An Emperor Convened the Council That Decided Whether Christ Was God
Constantine called Nicaea in 325 to settle one Greek vowel: was the Son the same substance as the Father, or merely similar?
By the early 320s the Roman Empire's Christians were splitting over a question that today sounds technical and at the time felt existential. A priest in Alexandria named Arius taught that Christ, the Son, was created by the Father — divine, but a created being, with a beginning. His bishop, Alexander, taught the opposite: the Son was eternal and uncreated, the same divine substance as the Father. Both sides had bishops, congregations, and street demonstrations.
Constantine had legalized Christianity in 313. He had no intention of governing an empire fractured by a doctrinal feud he didn't fully understand. In 325 he summoned bishops from across the Christian world to Nicaea (modern İznik, Turkey). Roughly 250 to 318 attended depending on the source. Constantine paid their travel and presided over the opening session himself, despite being an unbaptized catechumen.
The sticking point came down to a Greek word. The proposed creed described the Son as homoousios ("of one substance") with the Father. Arius's allies preferred homoiousios ("of similar substance"). One iota separated the two camps and roughly four centuries of subsequent church politics. The council adopted homoousios. Arius and two stubborn supporters were exiled to Illyricum on June 19, 325; three other bishops signed under imperial pressure and recanted later.
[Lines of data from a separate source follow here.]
//! Primitive operator kinds and the operator-instance graph node.

use serde::{Deserialize, Serialize};

use crate::broadcast::BroadcastRule;
use crate::element::ElementType;
use crate::error::ValidationResult;
use crate::infer;
use crate::shape::PartialShape;

/// Element type plus shape for one operand edge.
#[derive(Debug, Clone, PartialEq, Serialize, Deserialize)]
pub struct OperandDescriptor {
    pub element: ElementType,
    pub shape: PartialShape,
}

impl OperandDescriptor {
    pub fn new(element: ElementType, shape: PartialShape) -> Self {
        OperandDescriptor { element, shape }
    }
}

/// Every primitive operator the kernel compiler can lower.
#[derive(Debug, Clone, Copy, PartialEq, Serialize, Deserialize)]
pub enum OpKind {
    // Arithmetic
    Add,
    Subtract,
    Multiply,
    Divide,
    FloorMod,
    Mod,
    Maximum,
    Minimum,
    SquaredDifference,
    Power,
    /// `(scale * x + shift) ^ power` with attributes fixed at graph build.
    PowerStatic {
        power: f32,
        scale: f32,
        shift: f32,
    },
    /// Fused `a * b + c`.
    MulAdd,
    Prelu,
    // Unary arithmetic
    Floor,
    Ceiling,
    Negative,
    Sqrt,
    Erf,
    SoftSign,
    // Comparison (output is boolean-typed)
    Equal,
    NotEqual,
    Greater,
    GreaterEqual,
    Less,
    LessEqual,
    // Logical (boolean in, boolean out)
    LogicalAnd,
    LogicalOr,
    LogicalXor,
    LogicalNot,
    // Floating-point classification (float in, boolean out)
    IsFinite,
    IsInf {
        detect_negative: bool,
        detect_positive: bool,
    },
    IsNan,
    // Conditional select: (condition, then, else)
    Select,
}

/// Validation family sharing arity and element-type rules.
#[derive(Debug, Clone, Copy, PartialEq, Eq)]
pub enum OpFamily {
    Arithmetic,
    UnaryArithmetic,
    Comparison,
    Logical,
    Classification,
    Select,
}

impl OpKind {
    pub fn name(&self) -> &'static str {
        match self {
            OpKind::Add => "add",
            OpKind::Subtract => "subtract",
            OpKind::Multiply => "multiply",
            OpKind::Divide => "divide",
            OpKind::FloorMod => "floor_mod",
            OpKind::Mod => "mod",
            OpKind::Maximum => "maximum",
            OpKind::Minimum => "minimum",
            OpKind::SquaredDifference => "squared_difference",
            OpKind::Power => "power",
            OpKind::PowerStatic { .. } => "power_static",
            OpKind::MulAdd => "mul_add",
            OpKind::Prelu => "prelu",
            OpKind::Floor => "floor",
            OpKind::Ceiling => "ceiling",
            OpKind::Negative => "negative",
            OpKind::Sqrt => "sqrt",
            OpKind::Erf => "erf",
            OpKind::SoftSign => "soft_sign",
            OpKind::Equal => "equal",
            OpKind::NotEqual => "not_equal",
            OpKind::Greater => "greater",
            OpKind::GreaterEqual => "greater_equal",
            OpKind::Less => "less",
            OpKind::LessEqual => "less_equal",
            OpKind::LogicalAnd => "logical_and",
            OpKind::LogicalOr => "logical_or",
            OpKind::LogicalXor => "logical_xor",
            OpKind::LogicalNot => "logical_not",
            OpKind::IsFinite => "is_finite",
            OpKind::IsInf { .. } => "is_inf",
            OpKind::IsNan => "is_nan",
            OpKind::Select => "select",
        }
    }

    pub fn family(&self) -> OpFamily {
        match self {
            OpKind::Add
            | OpKind::Subtract
            | OpKind::Multiply
            | OpKind::Divide
            | OpKind::FloorMod
            | OpKind::Mod
            | OpKind::Maximum
            | OpKind::Minimum
            | OpKind::SquaredDifference
            | OpKind::Power
            | OpKind::MulAdd
            | OpKind::Prelu => OpFamily::Arithmetic,
            OpKind::PowerStatic { .. }
            | OpKind::Floor
            | OpKind::Ceiling
            | OpKind::Negative
            | OpKind::Sqrt
            | OpKind::Erf
            | OpKind::SoftSign => OpFamily::UnaryArithmetic,
            OpKind::Equal
            | OpKind::NotEqual
            | OpKind::Greater
            | OpKind::GreaterEqual
            | OpKind::Less
            | OpKind::LessEqual => OpFamily::Comparison,
            OpKind::LogicalAnd | OpKind::LogicalOr | OpKind::LogicalXor | OpKind::LogicalNot => {
                OpFamily::Logical
            }
            OpKind::IsFinite | OpKind::IsInf { .. } | OpKind::IsNan => OpFamily::Classification,
            OpKind::Select => OpFamily::Select,
        }
    }

    pub fn arity(&self) -> usize {
        match self {
            OpKind::PowerStatic { .. }
            | OpKind::Floor
            | OpKind::Ceiling
            | OpKind::Negative
            | OpKind::Sqrt
            | OpKind::Erf
            | OpKind::SoftSign
            | OpKind::LogicalNot
            | OpKind::IsFinite
            | OpKind::IsInf { .. }
            | OpKind::IsNan => 1,
            OpKind::MulAdd | OpKind::Select => 3,
            _ => 2,
        }
    }
}

/// A graph node: operator kind, per-input descriptors, broadcast policy,
/// and the inferred output descriptor once validation has run.
///
/// The output descriptor only ever moves from dynamic toward more specific
/// within an inference pass; re-running inference after inputs were refined
/// refines the output accordingly.
#[derive(Debug, Clone, PartialEq, Serialize, Deserialize)]
pub struct OperatorInstance {
    kind: OpKind,
    broadcast: BroadcastRule,
    inputs: Vec<OperandDescriptor>,
    output: Option<OperandDescriptor>,
}

impl OperatorInstance {
    pub fn new(kind: OpKind, broadcast: BroadcastRule, inputs: Vec<OperandDescriptor>) -> Self {
        OperatorInstance {
            kind,
            broadcast,
            inputs,
            output: None,
        }
    }

    pub fn kind(&self) -> OpKind {
        self.kind
    }

    pub fn broadcast(&self) -> BroadcastRule {
        self.broadcast
    }

    pub fn inputs(&self) -> &[OperandDescriptor] {
        &self.inputs
    }

    /// The inferred output, if `validate_and_infer` has succeeded.
    pub fn output(&self) -> Option<&OperandDescriptor> {
        self.output.as_ref()
    }

    /// Runs the operator's validation and shape/type inference, storing and
    /// returning the output descriptor. Fails synchronously on any arity,
    /// element-type, or shape inconsistency.
    pub fn validate_and_infer(&mut self) -> ValidationResult<&OperandDescriptor> {
        let out = infer::infer(&self.kind, &self.inputs, self.broadcast)?;
        Ok(self.output.insert(out))
    }
}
The creed Nicaea produced — refined at Constantinople in 381 — is still recited weekly in Catholic, Orthodox, Anglican, and Lutheran churches. The decision did not, in fact, end the dispute: Arianism kept spreading among Germanic kingdoms for another two centuries. What it established was a precedent: a Roman emperor could call the bishops together, and what they decided would carry imperial as well as theological weight. Church and state had been formally introduced.